The effort to bring Voter ID to Maine began with a record-breaking collection of more than 170,000 signatures but ended Tuesday night with an embarrassingly fizzle as less than 40 percent of Mainers voted “Yes on One” to approve the election integrity measure.

According to Decision Desk HQ, the vote stood at 215,641 against (62 percent) versus 132,053 in favor (38 percent) as of midnight. That means tens of thousands of Maine voters signed the petition to get Voter ID on the ballot but either failed to turn out on Election Day or wound up opposing the measure at the polls.

The failure comes after the Ballot Question Committee (BQC) gathered petition signatures for a bulky piece of legislation that went far beyond a simple voter ID requirement to include some minor changes to absentee voting processes. However, those small changes were enough to allow Democratic opponents of voter ID to turn the entire campaign into a referendum on absentee voting rather than on election integrity.

In part because of strategic blunder of tacking absentee ballot language onto what could have been a clean Voter ID initiative, the Yes on One BQC drastically underspent its opponents and struggled to raise money.

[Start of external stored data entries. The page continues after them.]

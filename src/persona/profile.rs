//! Partner personas, player gender, and the fixed name/greeting tables.

use std::fmt;

use serde::{Deserialize, Serialize};

// ---------------------------------------------------------------------------
// Persona
// ---------------------------------------------------------------------------

/// One of the three simulated partner personalities.
#[derive(Debug, Clone, Copy, PartialEq, Eq, Hash, Serialize, Deserialize)]
#[serde(rename_all = "UPPERCASE")]
pub enum Persona {
    /// Big reactions, quick to like, warm.
    Emotional,
    /// Calm, probing, values-driven.
    Logical,
    /// Teasing, direct, breaks the ice.
    Tough,
}

impl Persona {
    pub const ALL: [Persona; 3] = [Persona::Emotional, Persona::Logical, Persona::Tough];

    /// Wire code used in prompts, logs and table rows.
    pub fn code(&self) -> &'static str {
        match self {
            Self::Emotional => "EMOTIONAL",
            Self::Logical => "LOGICAL",
            Self::Tough => "TOUGH",
        }
    }

    /// Parse a wire code, case-insensitively. Unknown codes yield `None`.
    pub fn from_code(code: &str) -> Option<Self> {
        match code.trim().to_ascii_uppercase().as_str() {
            "EMOTIONAL" => Some(Self::Emotional),
            "LOGICAL" => Some(Self::Logical),
            "TOUGH" => Some(Self::Tough),
            _ => None,
        }
    }
}

impl fmt::Display for Persona {
    fn fmt(&self, f: &mut fmt::Formatter<'_>) -> fmt::Result {
        f.write_str(self.code())
    }
}

// ---------------------------------------------------------------------------
// Gender
// ---------------------------------------------------------------------------

/// Player gender as stored in the `users` table.
#[derive(Debug, Clone, Copy, PartialEq, Eq, Hash, Serialize, Deserialize)]
pub enum Gender {
    #[serde(rename = "M")]
    Male,
    #[serde(rename = "F")]
    Female,
}

impl Gender {
    pub fn code(&self) -> &'static str {
        match self {
            Self::Male => "M",
            Self::Female => "F",
        }
    }

    pub fn from_code(code: &str) -> Option<Self> {
        match code.trim().to_ascii_uppercase().as_str() {
            "M" => Some(Self::Male),
            "F" => Some(Self::Female),
            _ => None,
        }
    }

    /// The partner is always the other gender.
    pub fn opposite(&self) -> Self {
        match self {
            Self::Male => Self::Female,
            Self::Female => Self::Male,
        }
    }
}

impl fmt::Display for Gender {
    fn fmt(&self, f: &mut fmt::Formatter<'_>) -> fmt::Result {
        f.write_str(self.code())
    }
}

// ---------------------------------------------------------------------------
// Lookup tables, keyed by the partner's gender
// ---------------------------------------------------------------------------

/// Name used in the base prompt when the persona is unmapped.
pub const FALLBACK_PROMPT_NAME: &str = "상대방";
/// Display name returned for unmapped personas.
pub const UNKNOWN_DISPLAY_NAME: &str = "알 수 없음";
/// Greeting returned for unmapped personas.
pub const FALLBACK_GREETING: &str = "안녕하세요! 반가워요.";

pub(crate) fn partner_name(persona: Persona, partner: Gender) -> &'static str {
    match (partner, persona) {
        (Gender::Male, Persona::Emotional) => "김민수",
        (Gender::Male, Persona::Logical) => "이진우",
        (Gender::Male, Persona::Tough) => "박태양",
        (Gender::Female, Persona::Emotional) => "이지은",
        (Gender::Female, Persona::Logical) => "김서윤",
        (Gender::Female, Persona::Tough) => "박하윤",
    }
}

fn partner_greeting(persona: Persona, partner: Gender) -> &'static str {
    match (partner, persona) {
        (Gender::Male, Persona::Emotional) => {
            "안녕하세요! 오시느라 고생 많으셨죠? 날씨가 꽤 춥네요 ㅠㅠ 따뜻한 거라도 먼저 시키실래요?"
        }
        (Gender::Male, Persona::Logical) => {
            "안녕하세요. 이진우입니다. 약속 시간 딱 맞춰 오셨네요. 앉으시죠."
        }
        (Gender::Male, Persona::Tough) => {
            "오, 안녕하세요? 사진보다 실물이 훨씬 좋으시네요. 깜짝 놀랐어요 ㅋㅋ"
        }
        (Gender::Female, Persona::Emotional) => "안녕하세요! 오시는 길 괜찮으셨어요?",
        (Gender::Female, Persona::Logical) => {
            "안녕하세요, 김서윤입니다. 만나서 반가워요. 주말인데 시간 내주셔서 감사합니다."
        }
        (Gender::Female, Persona::Tough) => {
            "어? 안녕하세요! 생각보다 일찍 오셨네요? 저 기다리는 거 잘 못하는데 다행이다 ㅋㅋ"
        }
    }
}

/// Display name of the partner the player will meet.
pub fn persona_display_name(persona: Option<Persona>, user_gender: Gender) -> String {
    persona
        .map(|p| partner_name(p, user_gender.opposite()))
        .unwrap_or(UNKNOWN_DISPLAY_NAME)
        .to_string()
}

/// Opening line the partner says when the round starts.
pub fn first_greeting(persona: Option<Persona>, user_gender: Gender) -> String {
    persona
        .map(|p| partner_greeting(p, user_gender.opposite()))
        .unwrap_or(FALLBACK_GREETING)
        .to_string()
}
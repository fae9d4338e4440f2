//! Chat turn handling and session analysis.

pub mod handler;

pub use handler::{render_transcript, ResponseOrchestrator};
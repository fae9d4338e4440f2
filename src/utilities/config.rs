//! Settings resolution.
//!
//! Secrets are looked up in the process environment first (after a best
//! effort `.env` load by the binaries), then in a flat YAML secrets file
//! standing in for the hosting platform's secret store.

use std::collections::HashMap;
use std::path::{Path, PathBuf};

use crate::utilities::errors::ConfigError;

/// Environment variable naming the secrets file.
pub const SECRETS_PATH_ENV: &str = "BLIND_DATE_SECRETS";
/// Secrets file used when [`SECRETS_PATH_ENV`] is unset.
pub const DEFAULT_SECRETS_PATH: &str = "secrets.yaml";

pub const DEFAULT_CHAT_MODEL: &str = "gpt-4o-mini";
pub const DEFAULT_ANALYSIS_MODEL: &str = "gpt-4o";
pub const DEFAULT_PORT: u16 = 8080;

/// Two-level secret lookup: environment, then secrets file.
#[derive(Debug, Clone, Default)]
pub struct SecretSource {
    env: HashMap<String, String>,
    file: HashMap<String, String>,
}

impl SecretSource {
    /// Snapshot the process environment and the secrets file.
    ///
    /// A missing secrets file is not an error; an unreadable or malformed
    /// one is.
    pub fn from_env() -> Result<Self, ConfigError> {
        let path = std::env::var(SECRETS_PATH_ENV)
            .map(PathBuf::from)
            .unwrap_or_else(|_| PathBuf::from(DEFAULT_SECRETS_PATH));
        Ok(Self {
            env: std::env::vars().collect(),
            file: load_secrets_file(&path)?,
        })
    }

    /// Build a source from explicit maps.
    pub fn new(env: HashMap<String, String>, file: HashMap<String, String>) -> Self {
        Self { env, file }
    }

    /// Resolve `key`. A blank value in one layer falls through to the next.
    pub fn get(&self, key: &str) -> Option<String> {
        let non_blank = |layer: &HashMap<String, String>| {
            layer
                .get(key)
                .map(|v| v.trim())
                .filter(|v| !v.is_empty())
                .map(str::to_string)
        };
        non_blank(&self.env).or_else(|| non_blank(&self.file))
    }

    fn require(&self, key: &str) -> Result<String, ConfigError> {
        self.get(key).ok_or_else(|| ConfigError::MissingSecret {
            key: key.to_string(),
        })
    }
}

/// Read a flat `KEY: value` YAML file. Non-string scalars are stringified.
pub fn load_secrets_file(path: &Path) -> Result<HashMap<String, String>, ConfigError> {
    if !path.exists() {
        return Ok(HashMap::new());
    }
    let display = path.display().to_string();
    let raw = std::fs::read_to_string(path).map_err(|source| ConfigError::SecretsIo {
        path: display.clone(),
        source,
    })?;
    if raw.trim().is_empty() {
        return Ok(HashMap::new());
    }
    let parsed: HashMap<String, serde_yaml::Value> =
        serde_yaml::from_str(&raw).map_err(|source| ConfigError::SecretsParse {
            path: display,
            source,
        })?;

    Ok(parsed
        .into_iter()
        .filter_map(|(k, v)| {
            let v = match v {
                serde_yaml::Value::String(s) => s,
                serde_yaml::Value::Number(n) => n.to_string(),
                serde_yaml::Value::Bool(b) => b.to_string(),
                _ => return None,
            };
            Some((k, v))
        })
        .collect())
}

/// Connection details for the hosted store.
#[derive(Clone)]
pub struct StoreSettings {
    pub url: String,
    pub key: String,
}

impl std::fmt::Debug for StoreSettings {
    fn fmt(&self, f: &mut std::fmt::Formatter<'_>) -> std::fmt::Result {
        f.debug_struct("StoreSettings")
            .field("url", &self.url)
            .field("key", &"<redacted>")
            .finish()
    }
}

/// Everything the services need at startup.
#[derive(Clone)]
pub struct Settings {
    /// Missing key puts the orchestrator in degraded mode.
    pub openai_api_key: Option<String>,
    pub openai_base_url: Option<String>,
    pub chat_model: String,
    pub analysis_model: String,
    pub store: StoreSettings,
    /// Optional YAML corpus for the keyword retriever.
    pub retrieval_corpus: Option<PathBuf>,
    pub port: u16,
}

impl std::fmt::Debug for Settings {
    fn fmt(&self, f: &mut std::fmt::Formatter<'_>) -> std::fmt::Result {
        f.debug_struct("Settings")
            .field("openai_api_key", &self.openai_api_key.as_ref().map(|_| "<redacted>"))
            .field("openai_base_url", &self.openai_base_url)
            .field("chat_model", &self.chat_model)
            .field("analysis_model", &self.analysis_model)
            .field("store", &self.store)
            .field("retrieval_corpus", &self.retrieval_corpus)
            .field("port", &self.port)
            .finish()
    }
}

impl Settings {
    /// Load from the process environment and the secrets file.
    pub fn load() -> Result<Self, ConfigError> {
        Self::from_source(&SecretSource::from_env()?)
    }

    /// Resolve settings from an explicit source.
    ///
    /// The store URL/key pair is mandatory; everything else has a default.
    pub fn from_source(source: &SecretSource) -> Result<Self, ConfigError> {
        let store = StoreSettings {
            url: source.require("SUPABASE_URL")?,
            key: source.require("SUPABASE_KEY")?,
        };

        let openai_api_key = source.get("OPENAI_API_KEY");
        if openai_api_key.is_none() {
            log::warn!("OPENAI_API_KEY is not set; chat replies will report a missing key");
        }

        let port = match source.get("PORT") {
            Some(raw) => raw.parse::<u16>().map_err(|e| ConfigError::Invalid {
                key: "PORT".to_string(),
                message: e.to_string(),
            })?,
            None => DEFAULT_PORT,
        };

        Ok(Self {
            openai_api_key,
            openai_base_url: source.get("OPENAI_BASE_URL"),
            chat_model: source
                .get("CHAT_MODEL")
                .unwrap_or_else(|| DEFAULT_CHAT_MODEL.to_string()),
            analysis_model: source
                .get("ANALYSIS_MODEL")
                .unwrap_or_else(|| DEFAULT_ANALYSIS_MODEL.to_string()),
            store,
            retrieval_corpus: source.get("RETRIEVAL_CORPUS").map(PathBuf::from),
            port,
        })
    }
}

#[cfg(test)]
mod tests {
    use super::*;
    use std::io::Write;

    fn map(pairs: &[(&str, &str)]) -> HashMap<String, String> {
        pairs
            .iter()
            .map(|(k, v)| (k.to_string(), v.to_string()))
            .collect()
    }

    #[test]
    fn test_env_wins_over_secrets_file() {
        let source = SecretSource::new(
            map(&[("SUPABASE_URL", "https://env.example")]),
            map(&[("SUPABASE_URL", "https://file.example"), ("SUPABASE_KEY", "k")]),
        );
        let settings = Settings::from_source(&source).unwrap();
        assert_eq!(settings.store.url, "https://env.example");
        assert_eq!(settings.store.key, "k");
    }

    #[test]
    fn test_missing_store_secret_is_fatal() {
        let source = SecretSource::new(map(&[("SUPABASE_URL", "https://x")]), HashMap::new());
        let err = Settings::from_source(&source).unwrap_err();
        match err {
            ConfigError::MissingSecret { key } => assert_eq!(key, "SUPABASE_KEY"),
            other => panic!("unexpected error: {other}"),
        }
    }

    #[test]
    fn test_missing_openai_key_is_not_fatal() {
        let source = SecretSource::new(
            map(&[("SUPABASE_URL", "https://x"), ("SUPABASE_KEY", "k")]),
            HashMap::new(),
        );
        let settings = Settings::from_source(&source).unwrap();
        assert!(settings.openai_api_key.is_none());
        assert_eq!(settings.chat_model, DEFAULT_CHAT_MODEL);
        assert_eq!(settings.analysis_model, DEFAULT_ANALYSIS_MODEL);
        assert_eq!(settings.port, DEFAULT_PORT);
    }

    #[test]
    fn test_blank_values_count_as_missing() {
        let source = SecretSource::new(
            map(&[("SUPABASE_URL", "  "), ("SUPABASE_KEY", "k")]),
            map(&[("SUPABASE_URL", "https://file.example")]),
        );
        let settings = Settings::from_source(&source).unwrap();
        assert_eq!(settings.store.url, "https://file.example");
    }

    #[test]
    fn test_empty_env_value_falls_back_to_secrets_file() {
        let source = SecretSource::new(
            map(&[("SUPABASE_URL", ""), ("SUPABASE_KEY", "k")]),
            map(&[("SUPABASE_URL", "https://file.example"), ("SUPABASE_KEY", "")]),
        );
        assert_eq!(source.get("SUPABASE_URL").as_deref(), Some("https://file.example"));
        assert_eq!(source.get("SUPABASE_KEY").as_deref(), Some("k"));

        let source = SecretSource::new(
            map(&[("SUPABASE_URL", "")]),
            map(&[("SUPABASE_URL", " ")]),
        );
        assert_eq!(source.get("SUPABASE_URL"), None);
    }

    #[test]
    fn test_invalid_port() {
        let source = SecretSource::new(
            map(&[("SUPABASE_URL", "u"), ("SUPABASE_KEY", "k"), ("PORT", "eighty")]),
            HashMap::new(),
        );
        assert!(matches!(
            Settings::from_source(&source),
            Err(ConfigError::Invalid { .. })
        ));
    }

    #[test]
    fn test_load_secrets_file() {
        let mut file = tempfile::NamedTempFile::new().unwrap();
        writeln!(file, "SUPABASE_URL: https://file.example").unwrap();
        writeln!(file, "PORT: 9090").unwrap();
        writeln!(file, "nested:\n  a: 1").unwrap();

        let secrets = load_secrets_file(file.path()).unwrap();
        assert_eq!(secrets["SUPABASE_URL"], "https://file.example");
        assert_eq!(secrets["PORT"], "9090");
        assert!(!secrets.contains_key("nested"));
    }

    #[test]
    fn test_missing_secrets_file_is_empty() {
        let secrets = load_secrets_file(Path::new("/definitely/not/here.yaml")).unwrap();
        assert!(secrets.is_empty());
    }

    #[test]
    fn test_debug_redacts_keys() {
        let source = SecretSource::new(
            map(&[
                ("SUPABASE_URL", "u"),
                ("SUPABASE_KEY", "super-secret"),
                ("OPENAI_API_KEY", "sk-secret"),
            ]),
            HashMap::new(),
        );
        let rendered = format!("{:?}", Settings::from_source(&source).unwrap());
        assert!(!rendered.contains("super-secret"));
        assert!(!rendered.contains("sk-secret"));
    }
}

Multiple attempts to pass Voter ID via the legislature failed in recent years due to Democratic opposition.

In response, the Voter ID for ME BQC, led by Rep. Laurel Libby (R-Auburn) and Alex Titcomb, executive director of the Dinner Table, gathered the signatures required to put the voter ID referendum on the ballot.

Polls have consistently shown that universal voter ID requirements have broad, bipartisan support among American adults, including Maine voters.

Nevertheless, more than 60 percent of Mainers voted to reject Voter ID for ME’s question after opponents of the election integrity measure vastly outspent Voter ID for ME.

According to data reported on the Maine Ethics Commission website on Election Day, Voter ID for ME spent just $248,801 supporting their ballot question, while opposing groups, such as Save Absentee Voting, spent $1,127,052.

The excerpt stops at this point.